● **What to do**
Please repeat each line of the data exactly, with nothing left out.

[Excerpts from a dataset]
"""

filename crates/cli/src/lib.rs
pub mod cli;
pub mod commands;
pub mod config;
use tokio::sync::mpsc::{self, UnboundedReceiver, UnboundedSender};
use tracing::trace;
use writers_backup_core::BackupEvent;

/// Where lifecycle events go. Handed to the engine and scheduler at
/// construction; a disabled sink drops everything.
#[derive(Debug, Clone, Default)]
pub struct EventSink {
    tx: Option<UnboundedSender<BackupEvent>>,
}

impl EventSink {
    pub fn new(tx: UnboundedSender<BackupEvent>) -> Self {
        Self { tx: Some(tx) }
    }

    pub fn channel() -> (Self, UnboundedReceiver<BackupEvent>) {
        let (tx, rx) = mpsc::unbounded_channel();
        (Self::new(tx), rx)
    }

    pub fn disabled() -> Self {
        Self::default()
    }

    pub fn emit(&self, event: BackupEvent) {
        trace!(event = event.name(), path = %event.path().display(), "emit");
        if let Some(tx) = &self.tx {
            // a closed receiver just means nobody is listening any more
            let _ = tx.send(event);
        }
    }
}

#[cfg(test)]
mod tests {
    use std::path::PathBuf;

    use chrono::Utc;

    use super::*;

    #[test]
    fn channel_delivers_and_disabled_drops() {
        let (sink, mut rx) = EventSink::channel();
        let event = BackupEvent::BackupDeleted {
            backup_path: PathBuf::from("/x/.backups/a"),
            timestamp: Utc::now(),
        };
        sink.emit(event.clone());
        assert_eq!(rx.try_recv().expect("event"), event);

        EventSink::disabled().emit(event);
        drop(sink);
        assert!(rx.try_recv().is_err());
    }
}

"""

● **Answer space**
filename crates/cli/src/lib.rs
pub mod cli;
pub mod commands;
pub mod config;
use tokio::sync::mpsc::{self, UnboundedReceiver, UnboundedSender};
use tracing::trace;
use writers_backup_core::BackupEvent;

/// Where lifecycle events go. Handed to the engine and scheduler at
/// construction; a disabled sink drops everything.
#[derive(Debug, Clone, Default)]
pub struct EventSink {
    tx: Option<UnboundedSender<BackupEvent>>,
}

impl EventSink {
    pub fn new(tx: UnboundedSender<BackupEvent>) -> Self {
        Self { tx: Some(tx) }
    }

    pub fn channel() -> (Self, UnboundedReceiver<BackupEvent>) {
        let (tx, rx) = mpsc::unbounded_channel();
        (Self::new(tx), rx)
    }

    pub fn disabled() -> Self {
        Self::default()
    }

    pub fn emit(&self, event: BackupEvent) {
        trace!(event = event.name(), path = %event.path().display(), "emit");
        if let Some(tx) = &self.tx {
            // a closed receiver just means nobody is listening any more
            let _ = tx.send(event);
        }
    }
}

#[cfg(test)]
mod tests {
    use std::path::PathBuf;

    use chrono::Utc;

    use super::*;

    #[test]
    fn channel_delivers_and_disabled_drops() {
        let (sink, mut rx) = EventSink::channel();
        let event = BackupEvent::BackupDeleted {
            backup_path: PathBuf::from("/x/.backups/a"),
            timestamp: Utc::now(),
        };
        sink.emit(event.clone());
        assert_eq!(rx.try_recv().expect("event"), event);

        EventSink::disabled().emit(event);
        drop(sink);
        assert!(rx.try_recv().is_err());
    }
}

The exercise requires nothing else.